The veil of darkness

Updated Feb 2021

Stopping data
Search data
What would it take?

Measuring police bias using simple ratios doesn’t work. You can never cleanly separate the impact of race from other associated factors.

But imagine we had augmented-reality goggles that made race invisible. Suppose we ran the following experiment:

Have half of police wear race-invisibility goggles for a year.
Have the other half wear non-invisibility goggles.
Look at the difference of the two groups.

The police with invisibility goggles would not have equal statistics with respect to race. That’s because race is correlated with many things other than how people look.

However, the only difference between the two groups of police is if they can see race. Thus, their difference would reveals exactly the impact of police bias.
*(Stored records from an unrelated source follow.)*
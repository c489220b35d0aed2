//! Persistence of normalized results.

use std::future::Future;
use std::path::PathBuf;

use chrono::{DateTime, Utc};
use serde::{Deserialize, Serialize};
use serde_json::Value;
use tokio::io::AsyncWriteExt;
use tokio::sync::Mutex;
use tracing::info;
use uuid::Uuid;

use crate::error::DocJobError;
use crate::source::SourceKind;

/// Caller-supplied and extraction context stored with each result.
#[derive(Debug, Clone, PartialEq, Eq, Serialize, Deserialize)]
#[serde(rename_all = "camelCase")]
pub struct RecordMetadata {
    pub candidate_name: Option<String>,
    /// Caller's own job reference, unrelated to the extraction job.
    pub job_id: Option<String>,
    pub user_id: Option<String>,
    pub source: SourceKind,
    pub filename: String,
    pub extraction_job_id: String,
}

/// One stored result, as written by [`JsonlSink`].
#[derive(Debug, Clone, Serialize, Deserialize)]
#[serde(rename_all = "camelCase")]
pub struct ParsedRecord {
    pub id: String,
    pub metadata: RecordMetadata,
    pub parsed: Value,
    pub parser_version: String,
    pub created_at: DateTime<Utc>,
}

pub trait ResultSink {
    /// Store one result and return its record id, or `None` when the sink
    /// keeps nothing.
    fn store(
        &self,
        metadata: &RecordMetadata,
        parsed: &Value,
        parser_version: &str,
    ) -> impl Future<Output = Result<Option<String>, DocJobError>> + Send;
}

/// Discards results.
#[derive(Debug, Clone, Copy, Default)]
pub struct NullSink;

impl ResultSink for NullSink {
    async fn store(
        &self,
        _metadata: &RecordMetadata,
        _parsed: &Value,
        _parser_version: &str,
    ) -> Result<Option<String>, DocJobError> {
        Ok(None)
    }
}

/// Appends one JSON record per line to a file.
#[derive(Debug)]
pub struct JsonlSink {
    path: PathBuf,
    write_lock: Mutex<()>,
}

impl JsonlSink {
    pub fn new(path: impl Into<PathBuf>) -> Self {
        Self {
            path: path.into(),
            write_lock: Mutex::new(()),
        }
    }
}

impl ResultSink for JsonlSink {
    async fn store(
        &self,
        metadata: &RecordMetadata,
        parsed: &Value,
        parser_version: &str,
    ) -> Result<Option<String>, DocJobError> {
        let record = ParsedRecord {
            id: Uuid::new_v4().to_string(),
            metadata: metadata.clone(),
            parsed: parsed.clone(),
            parser_version: parser_version.to_string(),
            created_at: Utc::now(),
        };
        let mut line = serde_json::to_string(&record)?;
        line.push('\n');

        let _guard = self.write_lock.lock().await;
        let mut file = tokio::fs::OpenOptions::new()
            .create(true)
            .append(true)
            .open(&self.path)
            .await
            .map_err(|e| DocJobError::Sink(format!("{}: {e}", self.path.display())))?;
        file.write_all(line.as_bytes())
            .await
            .map_err(|e| DocJobError::Sink(format!("{}: {e}", self.path.display())))?;
        file.flush()
            .await
            .map_err(|e| DocJobError::Sink(format!("{}: {e}", self.path.display())))?;

        info!(record_id = %record.id, path = %self.path.display(), "stored parsed document");
        Ok(Some(record.id))
    }
}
We haven’t done this experiment, of course. But we’ve done a kind of low-tech approximation. Instead of augmented reality goggles, we use the geometry of the earth and sun. Here’s the idea: Take all cars stopped by police in some around around 7:15. It will be light in summer, but dark in winter, meaning it’s harder to tell the race of the driver. So we ask: does the racial mix of stopped drivers change throughout the year?

Stopping data

This was first studied in Grogger and Ridgeway in 2006 with a small and unreliable dataset. A heroic follow-up was done by Pierson et al. in 2020. They filed public records requests with 50 states and over 100 municipal police departments. (You do not, it appears, screw around with Pierson et al.) They ended up with a database of around 95 million stops from 21 state patrol agencies and 35 municipal police departments.

Sure enough, they find that the fraction of stopped drivers who are black is lower when it’s dark. Their results (eyeballing a graph) are:

	Black
% stopped when it is light outside	~25%
% stopped when it is dark outside	~22%

I think this is both more and less than it first seems.

This is around a 12% drop, which might seem small. But I think it suggests a larger bias: Reduced light has a modest effect on officers’ ability to see race. Often, it changes nothing, either because race was already invisible in daylight, or remained visible despite darkness. Roughly speaking there are four cases:

	Light Outside	Dark Outside
Case A	Visible	Visible
Case B	Invisible	Invisible
Case C	Visible	Invisible
Case D	Invisible	Visible

Case A might happen near bright streetlights. Case B might happen if the driver is far away from the officer. The measured effect is coming only from case C (and partially cancelled by case D). Imagine switching from a regime where officers always saw race to one where they never saw race. Then the effect – if real – would probably be much larger.

But is the effect real? It looks conclusive at first. But there are three major problems:

First, sunlight might change driver demographics. Some race might have more jobs tied to daylight hours, meaning driving times vary throughout the year. Or, some race might have more parents, meaning a greater sensitivity to school being out in summer.
Second, sunlight might change driver behavior. Maybe some race speeds less when it is dark. Maybe people consume alcohol at different hours.
Third, sunlight might change officers’ access to information other than race. Broken taillights might be easier to detect when it’s dark. Contraband or domestic disputes might be easier to detect during the day.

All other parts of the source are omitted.